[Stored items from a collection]
################

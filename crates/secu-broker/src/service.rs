//! `secu.v1.SecuService` handler.
//!
//! Thin translation between wire messages and [`ContextBroker`] calls:
//!
//! | Broker result            | Wire result             |
//! |--------------------------|-------------------------|
//! | `InitFailure`            | `OK`, `ctx_id = 0`      |
//! | `UnknownContext`         | `NOT_FOUND`             |
//! | `InvalidParameter`       | `INVALID_ARGUMENT`      |
//! | `IdSpaceExhausted`       | `RESOURCE_EXHAUSTED`    |
//! | `EngineFailure`          | `INTERNAL`              |

use crate::broker::ContextBroker;
use crate::engine::CryptoEngine;
use secu_common::{
    key_from_slice, AlgorithmId, ContextId, ContextKind, Direction, SecuError, StreamCipherParams,
};
use secu_proto::{
    EncryptRequest, EncryptResponse, IntegrityRequest, IntegrityResponse, SecuService,
    StreamCipher, StreamFreeRequest, StreamFreeResponse, StreamInitRequest, StreamInitResponse,
};
use std::sync::Arc;
use tonic::{Request, Response, Status};
use tracing::{debug, warn};

/// Maps a broker error onto a gRPC status.
pub fn status_from_error(err: &SecuError) -> Status {
    match err {
        SecuError::UnknownContext { .. } => Status::not_found(err.to_string()),
        SecuError::InvalidParameter { .. } => Status::invalid_argument(err.to_string()),
        SecuError::IdSpaceExhausted { .. } => Status::resource_exhausted(err.to_string()),
        SecuError::EngineFailure(_) => Status::internal(err.to_string()),
        SecuError::InitFailure { .. } => Status::failed_precondition(err.to_string()),
        SecuError::Config(_)
        | SecuError::Transport { .. }
        | SecuError::MalformedResponse { .. } => Status::internal(err.to_string()),
    }
}

fn into_status(err: SecuError) -> Status {
    status_from_error(&err)
}

/// Decodes the wire `StreamCipher` block into validated-range parameters.
///
/// Wire id `0` is never live, so it maps straight to `UnknownContext`.
fn stream_params(kind: ContextKind, sc: Option<StreamCipher>) -> Result<StreamCipherParams, SecuError> {
    let sc = sc.ok_or_else(|| SecuError::invalid("sc", "missing stream cipher parameters"))?;
    let context = ContextId::from_wire(sc.ctx_id).ok_or(SecuError::UnknownContext {
        kind,
        id: sc.ctx_id,
    })?;
    let bearer = u8::try_from(sc.bearer)
        .map_err(|_| SecuError::invalid("bearer", format!("wire bearer {} out of range", sc.bearer)))?;

    Ok(StreamCipherParams {
        context,
        count: sc.count,
        bearer,
        direction: Direction::try_from(sc.direction)?,
        message: sc.message,
        bit_length: sc.blength,
    })
}

pub struct SecuGrpcService<E: CryptoEngine> {
    broker: Arc<ContextBroker<E>>,
}

impl<E: CryptoEngine> SecuGrpcService<E> {
    pub fn new(broker: Arc<ContextBroker<E>>) -> Self {
        Self { broker }
    }

    pub fn broker(&self) -> &Arc<ContextBroker<E>> {
        &self.broker
    }

    fn init(&self, kind: ContextKind, req: StreamInitRequest) -> Result<StreamInitResponse, Status> {
        let algorithm = AlgorithmId(req.algorithm);
        let key = key_from_slice(&req.key).map_err(into_status)?;

        let created = match kind {
            ContextKind::Integrity => self.broker.integrity_init(algorithm, &key),
            ContextKind::Ciphering => self.broker.ciphering_init(algorithm, &key),
        };

        match created {
            Ok(id) => Ok(StreamInitResponse { ctx_id: id.as_u64() }),
            Err(e @ SecuError::InitFailure { .. }) => {
                warn!(%kind, %algorithm, error = %e, "Init failed, returning no context");
                Ok(StreamInitResponse { ctx_id: 0 })
            }
            Err(e) => Err(into_status(e)),
        }
    }

    fn free(&self, kind: ContextKind, req: StreamFreeRequest) -> StreamFreeResponse {
        match ContextId::from_wire(req.ctx_id) {
            Some(id) => match kind {
                ContextKind::Integrity => self.broker.integrity_free(id),
                ContextKind::Ciphering => self.broker.ciphering_free(id),
            },
            None => debug!(%kind, "Free of context 0 ignored"),
        }
        StreamFreeResponse {}
    }
}

#[tonic::async_trait]
impl<E: CryptoEngine> SecuService for SecuGrpcService<E> {
    async fn stream_integrity_init(
        &self,
        request: Request<StreamInitRequest>,
    ) -> Result<Response<StreamInitResponse>, Status> {
        self.init(ContextKind::Integrity, request.into_inner())
            .map(Response::new)
    }

    async fn stream_integrity_free(
        &self,
        request: Request<StreamFreeRequest>,
    ) -> Result<Response<StreamFreeResponse>, Status> {
        Ok(Response::new(
            self.free(ContextKind::Integrity, request.into_inner()),
        ))
    }

    async fn stream_ciphering_init(
        &self,
        request: Request<StreamInitRequest>,
    ) -> Result<Response<StreamInitResponse>, Status> {
        self.init(ContextKind::Ciphering, request.into_inner())
            .map(Response::new)
    }

    async fn stream_ciphering_free(
        &self,
        request: Request<StreamFreeRequest>,
    ) -> Result<Response<StreamFreeResponse>, Status> {
        Ok(Response::new(
            self.free(ContextKind::Ciphering, request.into_inner()),
        ))
    }

    async fn stream_compute_integrity(
        &self,
        request: Request<IntegrityRequest>,
    ) -> Result<Response<IntegrityResponse>, Status> {
        let req = request.into_inner();
        let params = stream_params(ContextKind::Integrity, req.sc).map_err(into_status)?;
        let mac = self
            .broker
            .compute_integrity(AlgorithmId(req.algorithm), &params)
            .map_err(into_status)?;
        Ok(Response::new(IntegrityResponse { mac: mac.to_vec() }))
    }

    async fn stream_compute_encrypt(
        &self,
        request: Request<EncryptRequest>,
    ) -> Result<Response<EncryptResponse>, Status> {
        let req = request.into_inner();
        let params = stream_params(ContextKind::Ciphering, req.sc).map_err(into_status)?;
        let data = self
            .broker
            .compute_encrypt(AlgorithmId(req.algorithm), &params)
            .map_err(into_status)?;
        Ok(Response::new(EncryptResponse { data }))
    }
}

################

**EXERCISE DIRECTIONS**. Each of the records should be retyped exactly.

**WRITTEN RESPONSE**.
filename crates/secu-broker/src/service.rs
//! `secu.v1.SecuService` handler.
//!
//! Thin translation between wire messages and [`ContextBroker`] calls:
//!
//! | Broker result            | Wire result             |
//! |--------------------------|-------------------------|
//! | `InitFailure`            | `OK`, `ctx_id = 0`      |
//! | `UnknownContext`         | `NOT_FOUND`             |
//! | `InvalidParameter`       | `INVALID_ARGUMENT`      |
//! | `IdSpaceExhausted`       | `RESOURCE_EXHAUSTED`    |
//! | `EngineFailure`          | `INTERNAL`              |

use crate::broker::ContextBroker;
use crate::engine::CryptoEngine;
use secu_common::{
    key_from_slice, AlgorithmId, ContextId, ContextKind, Direction, SecuError, StreamCipherParams,
};
use secu_proto::{
    EncryptRequest, EncryptResponse, IntegrityRequest, IntegrityResponse, SecuService,
    StreamCipher, StreamFreeRequest, StreamFreeResponse, StreamInitRequest, StreamInitResponse,
};
use std::sync::Arc;
use tonic::{Request, Response, Status};
use tracing::{debug, warn};

/// Maps a broker error onto a gRPC status.
pub fn status_from_error(err: &SecuError) -> Status {
    match err {
        SecuError::UnknownContext { .. } => Status::not_found(err.to_string()),
        SecuError::InvalidParameter { .. } => Status::invalid_argument(err.to_string()),
        SecuError::IdSpaceExhausted { .. } => Status::resource_exhausted(err.to_string()),
        SecuError::EngineFailure(_) => Status::internal(err.to_string()),
        SecuError::InitFailure { .. } => Status::failed_precondition(err.to_string()),
        SecuError::Config(_)
        | SecuError::Transport { .. }
        | SecuError::MalformedResponse { .. } => Status::internal(err.to_string()),
    }
}

fn into_status(err: SecuError) -> Status {
    status_from_error(&err)
}

/// Decodes the wire `StreamCipher` block into validated-range parameters.
///
/// Wire id `0` is never live, so it maps straight to `UnknownContext`.
fn stream_params(kind: ContextKind, sc: Option<StreamCipher>) -> Result<StreamCipherParams, SecuError> {
    let sc = sc.ok_or_else(|| SecuError::invalid("sc", "missing stream cipher parameters"))?;
    let context = ContextId::from_wire(sc.ctx_id).ok_or(SecuError::UnknownContext {
        kind,
        id: sc.ctx_id,
    })?;
    let bearer = u8::try_from(sc.bearer)
        .map_err(|_| SecuError::invalid("bearer", format!("wire bearer {} out of range", sc.bearer)))?;

    Ok(StreamCipherParams {
        context,
        count: sc.count,
        bearer,
        direction: Direction::try_from(sc.direction)?,
        message: sc.message,
        bit_length: sc.blength,
    })
}

pub struct SecuGrpcService<E: CryptoEngine> {
    broker: Arc<ContextBroker<E>>,
}

impl<E: CryptoEngine> SecuGrpcService<E> {
    pub fn new(broker: Arc<ContextBroker<E>>) -> Self {
        Self { broker }
    }

    pub fn broker(&self) -> &Arc<ContextBroker<E>> {
        &self.broker
    }

    fn init(&self, kind: ContextKind, req: StreamInitRequest) -> Result<StreamInitResponse, Status> {
        let algorithm = AlgorithmId(req.algorithm);
        let key = key_from_slice(&req.key).map_err(into_status)?;

        let created = match kind {
            ContextKind::Integrity => self.broker.integrity_init(algorithm, &key),
            ContextKind::Ciphering => self.broker.ciphering_init(algorithm, &key),
        };

        match created {
            Ok(id) => Ok(StreamInitResponse { ctx_id: id.as_u64() }),
            Err(e @ SecuError::InitFailure { .. }) => {
                warn!(%kind, %algorithm, error = %e, "Init failed, returning no context");
                Ok(StreamInitResponse { ctx_id: 0 })
            }
            Err(e) => Err(into_status(e)),
        }
    }

    fn free(&self, kind: ContextKind, req: StreamFreeRequest) -> StreamFreeResponse {
        match ContextId::from_wire(req.ctx_id) {
            Some(id) => match kind {
                ContextKind::Integrity => self.broker.integrity_free(id),
                ContextKind::Ciphering => self.broker.ciphering_free(id),
            },
            None => debug!(%kind, "Free of context 0 ignored"),
        }
        StreamFreeResponse {}
    }
}

#[tonic::async_trait]
impl<E: CryptoEngine> SecuService for SecuGrpcService<E> {
    async fn stream_integrity_init(
        &self,
        request: Request<StreamInitRequest>,
    ) -> Result<Response<StreamInitResponse>, Status> {
        self.init(ContextKind::Integrity, request.into_inner())
            .map(Response::new)
    }

    async fn stream_integrity_free(
        &self,
        request: Request<StreamFreeRequest>,
    ) -> Result<Response<StreamFreeResponse>, Status> {
        Ok(Response::new(
            self.free(ContextKind::Integrity, request.into_inner()),
        ))
    }

    async fn stream_ciphering_init(
        &self,
        request: Request<StreamInitRequest>,
    ) -> Result<Response<StreamInitResponse>, Status> {
        self.init(ContextKind::Ciphering, request.into_inner())
            .map(Response::new)
    }

    async fn stream_ciphering_free(
        &self,
        request: Request<StreamFreeRequest>,
    ) -> Result<Response<StreamFreeResponse>, Status> {
        Ok(Response::new(
            self.free(ContextKind::Ciphering, request.into_inner()),
        ))
    }

    async fn stream_compute_integrity(
        &self,
        request: Request<IntegrityRequest>,
    ) -> Result<Response<IntegrityResponse>, Status> {
        let req = request.into_inner();
        let params = stream_params(ContextKind::Integrity, req.sc).map_err(into_status)?;
        let mac = self
            .broker
            .compute_integrity(AlgorithmId(req.algorithm), &params)
            .map_err(into_status)?;
        Ok(Response::new(IntegrityResponse { mac: mac.to_vec() }))
    }

    async fn stream_compute_encrypt(
        &self,
        request: Request<EncryptRequest>,
    ) -> Result<Response<EncryptResponse>, Status> {
        let req = request.into_inner();
        let params = stream_params(ContextKind::Ciphering, req.sc).map_err(into_status)?;
        let data = self
            .broker
            .compute_encrypt(AlgorithmId(req.algorithm), &params)
            .map_err(into_status)?;
        Ok(Response::new(EncryptResponse { data }))
    }
}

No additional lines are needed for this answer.